Nos interroga cada noche. Le oímos entrar en el comedor o la cocina, donde nos sorprende con su presencia rotunda y sus requerimientos urgentes. Inquiere por nuestras rutinas, indaga posibles contradicciones en nuestros relatos, compara nuestras declaraciones y deja siempre en el aire un tono velado de amenaza.
Es especialmente duro con ella.
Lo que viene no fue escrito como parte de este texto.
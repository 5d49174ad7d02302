//! Strongly typed identifiers validated at construction time.

// std
use std::{borrow::Borrow, ops::Deref};
// self
use crate::_prelude::*;

macro_rules! def_id {
	($name:ident, $doc:literal, $kind:literal, $validate:path) => {
		#[doc = $doc]
		#[derive(Clone, PartialEq, Eq, PartialOrd, Ord, Hash, Serialize, Deserialize)]
		#[serde(try_from = "String", into = "String")]
		pub struct $name(String);
		impl $name {
			/// Creates a new identifier after validation.
			pub fn new(value: impl AsRef<str>) -> Result<Self, IdentifierError> {
				let view = value.as_ref();

				$validate($kind, view)?;

				Ok(Self(view.to_owned()))
			}
		}
		impl Deref for $name {
			type Target = str;

			fn deref(&self) -> &Self::Target {
				&self.0
			}
		}
		impl AsRef<str> for $name {
			fn as_ref(&self) -> &str {
				&self.0
			}
		}
		impl From<$name> for String {
			fn from(value: $name) -> Self {
				value.0
			}
		}
		impl TryFrom<String> for $name {
			type Error = IdentifierError;

			fn try_from(value: String) -> Result<Self, Self::Error> {
				$validate($kind, &value)?;

				Ok(Self(value))
			}
		}
		impl Borrow<str> for $name {
			fn borrow(&self) -> &str {
				&self.0
			}
		}
		impl Debug for $name {
			fn fmt(&self, f: &mut Formatter) -> FmtResult {
				write!(f, concat!($kind, "({})"), self.0)
			}
		}
		impl Display for $name {
			fn fmt(&self, f: &mut Formatter) -> FmtResult {
				f.write_str(&self.0)
			}
		}
		impl FromStr for $name {
			type Err = IdentifierError;

			fn from_str(s: &str) -> Result<Self, Self::Err> {
				Self::new(s)
			}
		}
	};
}

const CLIENT_ID_MAX_LEN: usize = 255;
// RFC 1035 label limit.
const SUBDOMAIN_MAX_LEN: usize = 63;

/// Error returned when identifier validation fails.
#[derive(Clone, Debug, PartialEq, Eq, Serialize, ThisError)]
pub enum IdentifierError {
	/// The identifier was empty.
	#[error("{kind} cannot be empty.")]
	Empty {
		/// Kind of identifier.
		kind: &'static str,
	},
	/// The identifier contains whitespace characters.
	#[error("{kind} contains whitespace.")]
	ContainsWhitespace {
		/// Kind of identifier.
		kind: &'static str,
	},
	/// The identifier exceeded the allowed character count.
	#[error("{kind} exceeds {max} characters.")]
	TooLong {
		/// Kind of identifier.
		kind: &'static str,
		/// Maximum permitted character count.
		max: usize,
	},
	/// The identifier is not a valid DNS label.
	#[error("{kind} `{value}` is not a valid DNS label.")]
	InvalidLabel {
		/// Kind of identifier.
		kind: &'static str,
		/// Rejected value.
		value: String,
	},
}

def_id! { ClientId, "OAuth 2.0 client identifier.", "ClientId", validate_client_id }
def_id! {
	Subdomain,
	"Tenant subdomain substituted into the token endpoint host by the token service.",
	"Subdomain",
	validate_subdomain
}

fn validate_client_id(kind: &'static str, view: &str) -> Result<(), IdentifierError> {
	if view.is_empty() {
		return Err(IdentifierError::Empty { kind });
	}
	if view.chars().any(char::is_whitespace) {
		return Err(IdentifierError::ContainsWhitespace { kind });
	}
	if view.len() > CLIENT_ID_MAX_LEN {
		return Err(IdentifierError::TooLong { kind, max: CLIENT_ID_MAX_LEN });
	}

	Ok(())
}

fn validate_subdomain(kind: &'static str, view: &str) -> Result<(), IdentifierError> {
	if view.is_empty() {
		return Err(IdentifierError::Empty { kind });
	}
	if view.len() > SUBDOMAIN_MAX_LEN {
		return Err(IdentifierError::TooLong { kind, max: SUBDOMAIN_MAX_LEN });
	}
	if view.starts_with('-')
		|| view.ends_with('-')
		|| !view.chars().all(|c| c.is_ascii_alphanumeric() || c == '-')
	{
		return Err(IdentifierError::InvalidLabel { kind, value: view.to_owned() });
	}

	Ok(())
}

#[cfg(test)]
mod tests {
	// self
	use super::*;

	#[test]
	fn client_ids_reject_whitespace_and_empty_values() {
		assert!(ClientId::new("").is_err());
		assert!(ClientId::new(" sb-client").is_err(), "Leading whitespace must be rejected.");

		let client = ClientId::new("sb-client!t1234").expect("XSUAA style client ids are valid.");

		assert_eq!(client.as_ref(), "sb-client!t1234");
		assert_eq!(format!("{client:?}"), "ClientId(sb-client!t1234)");
	}

	#[test]
	fn subdomains_must_be_dns_labels() {
		Subdomain::new("staging").expect("Plain labels should be accepted.");
		Subdomain::new("tenant-42").expect("Hyphenated labels should be accepted.");

		assert!(matches!(
			Subdomain::new("a.b"),
			Err(IdentifierError::InvalidLabel { kind: "Subdomain", .. })
		));
		assert!(Subdomain::new("-edge").is_err());
		assert!(Subdomain::new("x".repeat(SUBDOMAIN_MAX_LEN + 1)).is_err());
	}

	#[test]
	fn serde_round_trip_enforces_validation() {
		let subdomain: Subdomain =
			serde_json::from_str("\"tenant-a\"").expect("Subdomain should deserialize.");

		assert_eq!(subdomain.as_ref(), "tenant-a");
		assert!(serde_json::from_str::<Subdomain>("\"with space\"").is_err());
		assert!(serde_json::from_str::<ClientId>("\"\"").is_err());
	}
}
Trata de acorralarla con detalles en apariencia nimios que él considera cruciales. Reitera preguntas incómodas acompañadas de un vaso de whisky que agita para provocar la música metálica de los cubitos de hielo. Apaga su vieja adicción al tabaco olisqueando un cigarrillo, rito que adereza con un gesto cercano al éxtasis. A veces deja escapar una sonrisa escéptica, la misma que es habitual practicar cuando creemos percibir una falla en las palabras del otro, un argumento débil que apenas sostiene su tramoya o la rotundidad de una mentira sin matices.
Toma notas en un cuaderno verde del que apenas vislumbramos su contenido. Anota conclusiones con una letra apretada y casi ininteligible. En ocasiones alza la mirada con un gesto ensayado y reitera:
-¿Seguro que fue eso lo que vio? ¿No pudo haberse equivocado?
Nosotros afirmamos circunspectos, o negamos sus aseveraciones cuando consideramos que ha ido demasiado lejos. Sabemos que conviene mantenerlo calmado, fuera de cualquier reacción extemporánea que transforme su actitud en una abrupta agresividad que solo le perjudica a él. Cuando eso ocurre desliza sus manos sobre las solapas de la gabardina con un temblor preocupante, o se toca el sombrero con un movimiento sincopado y nervioso que nos hace temer una nueva crisis.
Cerca de la medianoche, en esa hora ingrávida que la vida reserva a las grandes revelaciones, se queda dormido sobre la silla. Entonces, mi madre y yo lo levantamos y, después de vaciar el vaso con zumo de manzana y hielos, lo depositamos en la cama con una delicadeza extrema. Tratamos de evitar una risa cómplice cuando ella le da un beso y arropa su cuerpo enjuto entre las sábanas.
-Hasta mañana, mi Raymond Chandler- dice en un susurro.
Entonces aprovechamos el descanso del investigador sobrevenido que desde hace meses se aloja en su cerebro. El detective Alzheimer cesa en sus pesquisas y mi padre, agotado y feliz, se desliza en las penumbras del sueño con la seguridad del deber cumplido. Mañana volverá a la carga, empeñado en la resolución de un caso que desde hace tiempo anida solo en su imaginación. Nosotros le estaremos esperando.